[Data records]
+---+
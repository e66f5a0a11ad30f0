//! Affine models with an optional logistic link

use memql_sql::{Expr, Value};
use ndarray::{Array1, Array2, ArrayView1, ArrayView2};
use serde::{Deserialize, Serialize};

use crate::batch;
use crate::error::Result;

/// Output link, implied by the model family.
#[derive(Debug, Clone, Copy, PartialEq, Eq)]
pub enum Link {
    Identity,
    Logistic,
}

#[derive(Debug, Clone, PartialEq, Serialize, Deserialize)]
pub struct Linear {
    pub(crate) coefficients: Vec<f64>,
    pub(crate) intercept: f64,
}

fn sigmoid(z: f64) -> f64 {
    1.0 / (1.0 + (-z).exp())
}

impl Linear {
    /// `intercept + c0 * x0 + c1 * x1 + ...`, NaN when a feature is NULL.
    fn score(&self, row: &ArrayView1<'_, Value>) -> Result<f64> {
        batch::check_width("coefficients", self.coefficients.len(), row.len())?;
        let mut total = self.intercept;
        for (coefficient, value) in self.coefficients.iter().zip(row.iter()) {
            total += coefficient * batch::numeric(value)?;
        }
        Ok(total)
    }

    fn activate(&self, row: &ArrayView1<'_, Value>, link: Link) -> Result<f64> {
        let z = self.score(row)?;
        Ok(match link {
            Link::Identity => z,
            Link::Logistic => sigmoid(z),
        })
    }

    /// Raw output for regressors, a 0/1 class for logistic models.
    pub fn predict(&self, x: ArrayView2<'_, Value>, link: Link) -> Result<Array1<Value>> {
        batch::predict_rows(x, |row| {
            let output = self.activate(&row, link)?;
            Ok(match link {
                _ if output.is_nan() => Value::Null,
                Link::Identity => Value::Float(output),
                Link::Logistic => Value::Int(i64::from(output > 0.5)),
            })
        })
    }

    /// `[1 - p, p]` per row.
    pub fn predict_proba(&self, x: ArrayView2<'_, Value>) -> Result<Array2<f64>> {
        batch::matrix_rows(x, 2, |row| {
            let p = self.activate(&row, Link::Logistic)?;
            Ok(vec![1.0 - p, p])
        })
    }

    fn score_sql(&self, columns: &[Expr]) -> Result<Expr> {
        batch::check_width("coefficients", self.coefficients.len(), columns.len())?;
        let terms = self
            .coefficients
            .iter()
            .zip(columns)
            .map(|(coefficient, column)| Expr::lit(*coefficient) * column.clone());
        Ok(Expr::sum(std::iter::once(Expr::lit(self.intercept)).chain(terms)))
    }

    pub fn predict_sql(&self, columns: &[Expr], link: Link) -> Result<Expr> {
        let score = self.score_sql(columns)?;
        Ok(match link {
            Link::Identity => score,
            Link::Logistic => score.sigmoid().greater_than(Expr::lit(0.5)).cast("int"),
        })
    }

    pub fn predict_proba_sql(&self, columns: &[Expr]) -> Result<Vec<Expr>> {
        let p = self.score_sql(columns)?.sigmoid();
        Ok(vec![Expr::lit(1) - p.clone(), p])
    }
}

#[cfg(test)]
mod tests {
    use super::*;
    use approx::assert_relative_eq;
    use ndarray::array;

    fn model() -> Linear {
        Linear {
            coefficients: vec![2.0, 3.0],
            intercept: 1.0,
        }
    }

    #[test]
    fn test_identity_link() {
        let x = array![[Value::Int(1), Value::Int(1)], [Value::Null, Value::Int(1)]];
        let predictions = model().predict(x.view(), Link::Identity).unwrap();
        assert_eq!(predictions.to_vec(), vec![Value::Float(6.0), Value::Null]);
    }

    #[test]
    fn test_logistic_link() {
        let x = array![[Value::Int(-1), Value::Int(-1)], [Value::Int(1), Value::Int(1)]];
        let proba = model().predict_proba(x.view()).unwrap();
        assert_relative_eq!(proba[[1, 0]], 0.00247, epsilon = 1e-5);
        assert_relative_eq!(proba[[1, 1]], 0.99753, epsilon = 1e-5);
        let predictions = model().predict(x.view(), Link::Logistic).unwrap();
        assert_eq!(predictions.to_vec(), vec![Value::Int(0), Value::Int(1)]);
    }

    #[test]
    fn test_sql() {
        let columns = batch::columns(&["a", "b"]);
        assert_eq!(
            model().predict_sql(&columns, Link::Identity).unwrap().to_string(),
            "1.0 + 2.0 * a + 3.0 * b"
        );
        assert_eq!(
            model().predict_sql(&columns, Link::Logistic).unwrap().to_string(),
            "(1 / (1 + EXP(-(1.0 + 2.0 * a + 3.0 * b))) > 0.5)::int"
        );
        let proba = model().predict_proba_sql(&columns).unwrap();
        assert_eq!(
            proba[0].to_string(),
            "1 - 1 / (1 + EXP(-(1.0 + 2.0 * a + 3.0 * b)))"
        );
    }

    #[test]
    fn test_width_mismatch() {
        let x = array![[Value::Int(1)]];
        assert!(model().predict(x.view(), Link::Identity).is_err());
        assert!(model().predict_sql(&batch::columns(&["a"]), Link::Identity).is_err());
    }
}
+---+
▸ About this task:
Copy every entry exactly.

▸ Solution:
repository e66f5a0a11ad30f0
//! Affine models with an optional logistic link

use memql_sql::{Expr, Value};
use ndarray::{Array1, Array2, ArrayView1, ArrayView2};
use serde::{Deserialize, Serialize};

use crate::batch;
use crate::error::Result;

/// Output link, implied by the model family.
#[derive(Debug, Clone, Copy, PartialEq, Eq)]
pub enum Link {
    Identity,
    Logistic,
}

#[derive(Debug, Clone, PartialEq, Serialize, Deserialize)]
pub struct Linear {
    pub(crate) coefficients: Vec<f64>,
    pub(crate) intercept: f64,
}

fn sigmoid(z: f64) -> f64 {
    1.0 / (1.0 + (-z).exp())
}

impl Linear {
    /// `intercept + c0 * x0 + c1 * x1 + ...`, NaN when a feature is NULL.
    fn score(&self, row: &ArrayView1<'_, Value>) -> Result<f64> {
        batch::check_width("coefficients", self.coefficients.len(), row.len())?;
        let mut total = self.intercept;
        for (coefficient, value) in self.coefficients.iter().zip(row.iter()) {
            total += coefficient * batch::numeric(value)?;
        }
        Ok(total)
    }

    fn activate(&self, row: &ArrayView1<'_, Value>, link: Link) -> Result<f64> {
        let z = self.score(row)?;
        Ok(match link {
            Link::Identity => z,
            Link::Logistic => sigmoid(z),
        })
    }

    /// Raw output for regressors, a 0/1 class for logistic models.
    pub fn predict(&self, x: ArrayView2<'_, Value>, link: Link) -> Result<Array1<Value>> {
        batch::predict_rows(x, |row| {
            let output = self.activate(&row, link)?;
            Ok(match link {
                _ if output.is_nan() => Value::Null,
                Link::Identity => Value::Float(output),
                Link::Logistic => Value::Int(i64::from(output > 0.5)),
            })
        })
    }

    /// `[1 - p, p]` per row.
    pub fn predict_proba(&self, x: ArrayView2<'_, Value>) -> Result<Array2<f64>> {
        batch::matrix_rows(x, 2, |row| {
            let p = self.activate(&row, Link::Logistic)?;
            Ok(vec![1.0 - p, p])
        })
    }

    fn score_sql(&self, columns: &[Expr]) -> Result<Expr> {
        batch::check_width("coefficients", self.coefficients.len(), columns.len())?;
        let terms = self
            .coefficients
            .iter()
            .zip(columns)
            .map(|(coefficient, column)| Expr::lit(*coefficient) * column.clone());
        Ok(Expr::sum(std::iter::once(Expr::lit(self.intercept)).chain(terms)))
    }

    pub fn predict_sql(&self, columns: &[Expr], link: Link) -> Result<Expr> {
        let score = self.score_sql(columns)?;
        Ok(match link {
            Link::Identity => score,
            Link::Logistic => score.sigmoid().greater_than(Expr::lit(0.5)).cast("int"),
        })
    }

    pub fn predict_proba_sql(&self, columns: &[Expr]) -> Result<Vec<Expr>> {
        let p = self.score_sql(columns)?.sigmoid();
        Ok(vec![Expr::lit(1) - p.clone(), p])
    }
}

#[cfg(test)]
mod tests {
    use super::*;
    use approx::assert_relative_eq;
    use ndarray::array;

    fn model() -> Linear {
        Linear {
            coefficients: vec![2.0, 3.0],
            intercept: 1.0,
        }
    }

    #[test]
    fn test_identity_link() {
        let x = array![[Value::Int(1), Value::Int(1)], [Value::Null, Value::Int(1)]];
        let predictions = model().predict(x.view(), Link::Identity).unwrap();
        assert_eq!(predictions.to_vec(), vec![Value::Float(6.0), Value::Null]);
    }

    #[test]
    fn test_logistic_link() {
        let x = array![[Value::Int(-1), Value::Int(-1)], [Value::Int(1), Value::Int(1)]];
        let proba = model().predict_proba(x.view()).unwrap();
        assert_relative_eq!(proba[[1, 0]], 0.00247, epsilon = 1e-5);
        assert_relative_eq!(proba[[1, 1]], 0.99753, epsilon = 1e-5);
        let predictions = model().predict(x.view(), Link::Logistic).unwrap();
        assert_eq!(predictions.to_vec(), vec![Value::Int(0), Value::Int(1)]);
    }

    #[test]
    fn test_sql() {
        let columns = batch::columns(&["a", "b"]);
        assert_eq!(
            model().predict_sql(&columns, Link::Identity).unwrap().to_string(),
            "1.0 + 2.0 * a + 3.0 * b"
        );
        assert_eq!(
            model().predict_sql(&columns, Link::Logistic).unwrap().to_string(),
            "(1 / (1 + EXP(-(1.0 + 2.0 * a + 3.0 * b))) > 0.5)::int"
        );
        let proba = model().predict_proba_sql(&columns).unwrap();
        assert_eq!(
            proba[0].to_string(),
            "1 - 1 / (1 + EXP(-(1.0 + 2.0 * a + 3.0 * b)))"
        );
    }

    #[test]
    fn test_width_mismatch() {
        let x = array![[Value::Int(1)]];
        assert!(model().predict(x.view(), Link::Identity).is_err());
        assert!(model().predict_sql(&batch::columns(&["a"]), Link::Identity).is_err());
    }
}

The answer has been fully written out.